Garrick’s hammer halted midair. His gaze snapped toward Kael, sharp and sudden. Kael didn’t notice—too focused on the call.
“Yeah, venue’s confirmed for Lira’s party. Tomorrow at dusk. Got the space, lights, tables—everything. Appreciate it.”
The window dimmed, fading from his vision. Kael exhaled, the weight of tomorrow settling on his shoulders.

Garrick set the glowing rod aside, stare anchored on him. “You said Voren.”
His voice was quieter than usual, but heavier. “You a real Voren… or some knockoff family ridin’ the name?”

Kael’s jaw tensed. Old anger stirred. “Real,” he said flatly, Brinewatch grit thick in his throat. “Me and Mom got tossed out after my dad vanished. Over a decade back. Vorens didn’t want nothin’ to do with us.”

Garrick’s eyes narrowed, his tone shifting. “What was your dad’s name?”

Kael hesitated a breath. “Tharan. Tharan Voren.”

Garrick went still. His face, always ironclad, slackened. For the first time Kael had ever seen, the man looked genuinely stunned.
“Tharan Voren. The artificer?”

Kael nodded slowly. “That’s him.”

Garrick leaned back, like the name carried weight his spine couldn’t bear. He let out a long breath, thick with something Kael couldn’t place—respect, maybe. Regret.
“Next time you come in,” Garrick said, voice low, “we start real work. Forge work. No more haulin’ scrap.”

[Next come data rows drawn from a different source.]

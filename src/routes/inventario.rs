use actix_identity::Identity;
use actix_web::{delete, get, post, put, web, HttpResponse, Responder};

use crate::{
    db,
    errors::AppError,
    listado::{Collection, ListQuery},
    routes::{require, required_text},
    structs::InventarioForm,
    AppState,
};

fn validate(form: &InventarioForm) -> Result<(), AppError> {
    required_text(&form.nombre, "nombre")?;
    if form.cantidad < 0 {
        return Err(AppError::validation("cantidad cannot be negative"));
    }
    Ok(())
}

#[get("/inventario")]
pub async fn list_handler(
    query: web::Query<ListQuery>,
    state: web::Data<AppState>,
    identity: Option<Identity>,
) -> Result<impl Responder, AppError> {
    require(&state, identity, "inventario_ver").await?;
    let items = Collection::new(db::get_all_inventory(&state.db_pool).await?);
    Ok(HttpResponse::Ok().json(items.page(&query)))
}

#[post("/inventario")]
pub async fn create_handler(
    web::Json(form): web::Json<InventarioForm>,
    state: web::Data<AppState>,
    identity: Option<Identity>,
) -> Result<impl Responder, AppError> {
    require(&state, identity, "inventario_crear").await?;
    validate(&form)?;
    let item = db::create_inventory_item(&state.db_pool, &form).await?;
    Ok(HttpResponse::Created().json(item))
}

#[put("/inventario/{id}")]
pub async fn update_handler(
    path: web::Path<i64>,
    web::Json(form): web::Json<InventarioForm>,
    state: web::Data<AppState>,
    identity: Option<Identity>,
) -> Result<impl Responder, AppError> {
    require(&state, identity, "inventario_editar").await?;
    validate(&form)?;
    let item = db::update_inventory_item(&state.db_pool, path.into_inner(), &form).await?;
    Ok(HttpResponse::Ok().json(item))
}

#[delete("/inventario/{id}")]
pub async fn delete_handler(
    path: web::Path<i64>,
    state: web::Data<AppState>,
    identity: Option<Identity>,
) -> Result<impl Responder, AppError> {
    require(&state, identity, "inventario_eliminar").await?;
    db::delete_inventory_item(&state.db_pool, path.into_inner()).await?;
    Ok(HttpResponse::NoContent().finish())
}

#[cfg(test)]
mod tests {
    use actix_web::{http::StatusCode, test};
    use serde_json::{json, Value};

    use crate::test_support::{memory_pool, owner_session, session_cookie, test_app};

    #[actix_web::test]
    async fn items_are_listed_searched_and_updated() {
        let app = test_app!(memory_pool().await);
        let owner = owner_session!(app);

        for (nombre, cantidad, ubicacion) in [
            ("Toner negro", 4, "Bodega"),
            ("Resma carta", 30, "Oficina"),
            ("Toner color", 1, "Bodega"),
        ] {
            let req = test::TestRequest::post()
                .uri("/api/inventario")
                .cookie(owner.clone())
                .set_json(json!({ "nombre": nombre, "cantidad": cantidad, "ubicacion": ubicacion }))
                .to_request();
            assert_eq!(test::call_service(&app, req).await.status(), StatusCode::CREATED);
        }

        let req = test::TestRequest::get()
            .uri("/api/inventario?busqueda=TONER&orden=cantidad")
            .cookie(owner.clone())
            .to_request();
        let page: Value = test::call_and_read_body_json(&app, req).await;
        assert_eq!(page["total"], 2);
        assert_eq!(page["items"][0]["nombre"], "Toner color");
        let id = page["items"][0]["id"].as_i64().unwrap();

        let req = test::TestRequest::get()
            .uri("/api/inventario?pagina=18446744073709551615")
            .cookie(owner.clone())
            .to_request();
        let page: Value = test::call_and_read_body_json(&app, req).await;
        assert_eq!(page["total"], 3);
        assert_eq!(page["items"], json!([]));

        let req = test::TestRequest::put()
            .uri(&format!("/api/inventario/{}", id))
            .cookie(owner.clone())
            .set_json(json!({ "nombre": "Toner color", "cantidad": 6, "ubicacion": "Bodega" }))
            .to_request();
        let updated: Value = test::call_and_read_body_json(&app, req).await;
        assert_eq!(updated["cantidad"], 6);

        let req = test::TestRequest::put()
            .uri(&format!("/api/inventario/{}", id))
            .cookie(owner)
            .set_json(json!({ "nombre": "Toner color", "cantidad": -1 }))
            .to_request();
        assert_eq!(test::call_service(&app, req).await.status(), StatusCode::BAD_REQUEST);
    }

    #[actix_web::test]
    async fn employee_without_grant_is_forbidden() {
        let app = test_app!(memory_pool().await);
        let owner = owner_session!(app);

        let req = test::TestRequest::post()
            .uri("/api/auth/registro")
            .cookie(owner)
            .set_json(json!({
                "email": "beto@example.com",
                "nombre": "Beto",
                "password": "beto-pass-1234!",
                "password2": "beto-pass-1234!"
            }))
            .to_request();
        assert_eq!(test::call_service(&app, req).await.status(), StatusCode::CREATED);

        let req = test::TestRequest::post()
            .uri("/api/auth/login")
            .set_json(json!({ "email": "beto@example.com", "password": "beto-pass-1234!" }))
            .to_request();
        let beto = session_cookie(&test::call_service(&app, req).await);

        let req = test::TestRequest::get()
            .uri("/api/inventario")
            .cookie(beto)
            .to_request();
        let resp = test::call_service(&app, req).await;
        assert_eq!(resp.status(), StatusCode::FORBIDDEN);
        let body: Value = test::read_body_json(resp).await;
        assert!(body["error"].as_str().unwrap().contains("inventario_ver"));
    }
}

Kael blinked. “What changed? ‘Cause of my name?” His voice sharpened. “I don’t care if I’m blood. The Vorens threw us out. If this is for them, forget it.”

Garrick met his glare, unmoved. “Ain’t for them. It’s for Tharan.” He turned back toward the anvil, voice distant. “Man helped me once. Pulled me outta a bad place. Never got the chance to return the favor. He vanished before I could.”
He glanced back at Kael. “You? You’re the next best thing.”

The forge hissed, heat pressing against Kael’s skin, but it wasn’t the fire that unsettled him. It was the weight of a debt he never earned.

“…Fine,” Kael said, turning toward the door. “See you after tomorrow, Master.”

Garrick grunted, already reaching for the hammer again.
Kael stepped outside into the grime and salt of Brinewatch, the wind dry in his throat, and for the first time in six cycles, he felt the spark of a path opening.